Zug Mons-Tournai: 13 Minuten Verspätung. Zug Mons-Lüttich: 37 Minuten Verspätung. Das sind die nackten Zahlen, die Verspätungen, über die sich die Bahnreisenden am vergangenen Dienstag aufregen durften. Gut sicherlich, dass sie nicht wussten, dass ihr Lokführer bewusst gebummelt hatte. Cédric Grumiaux gab das später offen zu - gegenüber verschiedenen belgischen Medien.

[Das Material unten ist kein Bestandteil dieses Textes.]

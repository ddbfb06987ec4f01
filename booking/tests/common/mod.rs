//! Shared fixtures for the integration tests.

#![allow(dead_code)] // Each test binary uses a subset
#![allow(clippy::expect_used)] // Test code

use seatkeeper::{
    BookingService, BookingStore, Category, Config, CredentialId, CredentialKind, ElementId,
    ElementKind, Event, FloorPlanElement, FloorPlanId, InMemoryStore, Money, NewBooking,
    UsageCredential, UsageTracker, Booking,
};
use seatkeeper::notify::RecordingNotifier;
use seatkeeper_testing::{ManualClock, test_time};
use std::sync::Arc;

/// Services wired over one store, with a controllable clock and a
/// notifier that records every delivered event.
pub struct Harness<S> {
    pub store: Arc<S>,
    pub bookings: BookingService<S, RecordingNotifier>,
    pub usage: UsageTracker<S, RecordingNotifier>,
    pub notifier: RecordingNotifier,
    pub clock: ManualClock,
}

impl Harness<InMemoryStore> {
    pub fn in_memory() -> Self {
        Self::with_store(InMemoryStore::new(), &Config::default())
    }

    pub fn in_memory_with(config: &Config) -> Self {
        Self::with_store(InMemoryStore::new(), config)
    }
}

impl<S: BookingStore> Harness<S> {
    pub fn with_store(store: S, config: &Config) -> Self {
        let store = Arc::new(store);
        let notifier = RecordingNotifier::new();
        let clock = ManualClock::starting_at(test_time());
        let bookings = BookingService::new(
            Arc::clone(&store),
            Arc::new(notifier.clone()),
            Arc::new(clock.clone()),
            config,
        );
        let usage = UsageTracker::new(
            Arc::clone(&store),
            Arc::new(notifier.clone()),
            Arc::new(clock.clone()),
        );
        Self {
            store,
            bookings,
            usage,
            notifier,
            clock,
        }
    }

    /// Saves an event with the given reservation capacity.
    pub async fn event(&self, capacity: Option<u32>, waitlist_enabled: bool) -> Event {
        let mut event = Event::new("Friday Night Live");
        event.capacity = capacity;
        event.waitlist_enabled = waitlist_enabled;
        self.store.save_event(&event).await.expect("save event");
        event
    }

    /// Saves an auto-confirming event without limits.
    pub async fn open_event(&self) -> Event {
        let mut event = Event::new("Open House");
        event.auto_confirm = true;
        self.store.save_event(&event).await.expect("save event");
        event
    }

    pub async fn category(&self, event: &Event, capacity: Option<u32>, sold: u32) -> Category {
        let mut category = Category::new(event.id, "General Admission");
        category.capacity = capacity;
        category.sold = sold;
        category.price = Money::from_cents(2_500);
        self.store
            .save_category(&category)
            .await
            .expect("save category");
        category
    }

    pub async fn element(&self, event: &Event, label: &str, seats: u32) -> FloorPlanElement {
        let element = FloorPlanElement {
            id: ElementId::new(),
            floor_plan_id: FloorPlanId::new(),
            event_id: event.id,
            label: label.to_string(),
            kind: ElementKind::Table,
            seats,
        };
        self.store.save_element(&element).await.expect("save element");
        element
    }

    pub async fn credential(&self, usage_limit: Option<u32>, per_user_limit: Option<u32>) -> UsageCredential {
        let credential = UsageCredential {
            id: CredentialId::new(),
            kind: CredentialKind::Coupon,
            code: "SUMMER25".to_string(),
            usage_limit,
            per_user_limit,
            used: 0,
            active: true,
        };
        self.store
            .save_credential(&credential)
            .await
            .expect("save credential");
        credential
    }

    /// Creates a booking that is expected to be admitted.
    pub async fn book(&self, request: NewBooking) -> Booking {
        self.bookings
            .create_booking(request)
            .await
            .expect("booking should be admitted")
    }
}

/// A minimal valid request for `event`.
pub fn request(event: &Event, name: &str) -> NewBooking {
    NewBooking {
        event_id: Some(event.id),
        customer_name: Some(name.to_string()),
        customer_email: Some(format!("{}@example.com", name.to_lowercase())),
        ..NewBooking::default()
    }
}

Grund für sein Bummeln: Der Mann will gefeuert werden, weil er schon einen Vertrag als Lokführer bei einem Konkurrenz-Unternehmen der SNCB hat. Ein Vertrag, bei dem er viel mehr verdient als bei der SNCB. Doch die will ihn nicht ziehen lassen. Erst muss Grumiaux die Kündigungsfrist abarbeiten. Und die ist außergewöhnlich lang: ein ganzes Jahr.
Der Lokführer erklärt das wie folgt: "2015 hat die SNCB die Regeln einfach verändert: Die Kündigungsfrist wurde von heute auf morgen von einem Monat auf ein Jahr verlängert. Wir Lokführer sind bei der SNCB die einzigen, die eine Kündigungsfrist von einem Jahr haben."
Mit der drastischen Verlängerung der Kündigungsfrist von einem Monat auf ein Jahr reagierte die SNCB auf Druck durch die Konkurrenz. Denn langsam greift die Liberalisierung des Eisenbahnmarktes, andere Bahnunternehmen sind auf Belgiens schienen immer öfters unterwegs. Diese Konkurrenten brauchen Lokführer. Und die suchen sie auch bei der SNCB.
Der Trumpf der Konkurrenz: Die meisten zahlen besser, deutlich besser. Die Zeitung Het Nieuwsblad zitiert heute einen ehemaligen SNCB-Lokführer, der jetzt bei einem Konkurrenten fährt. Mit 4.000 Euro netto würde er doppelt so viel wie bei der SNCB verdienen. Dazu bekäme er noch einen Firmenwagen, eine Tankkarte, Smartphone und Tablet.
Klar, dass da auch andere Lokführer die SNCB verlassen möchten. Insgesamt sollen es rund zehn Prozent der etwa 3.500 Lokführer der SNCB sein, die lieber bei einem Konkurrenten arbeiten würden. 70 seien es allein in seinem Depot, berichtet Lokführer Grumiaux. Die Bummelaktion von Dienstag habe er alleine entschieden. Die Sicherheit sei immer gewährleistet gewesen, die Kollegen wurden nicht belästigt. Leider - und dafür entschuldige er sich - seien die Passagiere mit Verspätung an ihrem Ziel angekommen. Aber, so Grumiaux, das ist noch ein kleines Übel im Vergleich zu dem, was man sonst noch so als Protest machen könnte.
Bei der SNCB reagiert man noch unentschlossen. Pressesprecher Thierry Ney sagte gegenüber der RTBF: "Wir werden das Gespräch mit dem Lokführer, also mit Grumiaux, suchen, damit er uns erklärt, warum er diese Verspätung provoziert hat. Bezüglich der möglichen Konsequenzen für den Fahrer, das wird eine Sache sein, die bei der SNCB besprochen werden wird."
Und wenn es um die Konsequenzen geht, ist bei der SNCB wohl Fantasie gefragt. Eine Kündigung wäre ja genau das, was Grumiaux erreichen will. Sein Beispiel könnte übrigens bald Schule machen. Anonym sagte gestern ein anderer Lokführer bei der RTBF, dass rund 30 andere SNCB-Lokführer bereit seien, ebenfalls Bummelaktionen zu starten. Weil auch sie die SNCB schnellstmöglich verlassen wollten, die überaus lange Kündigungsfrist von einem Jahr sie daran aber hindere.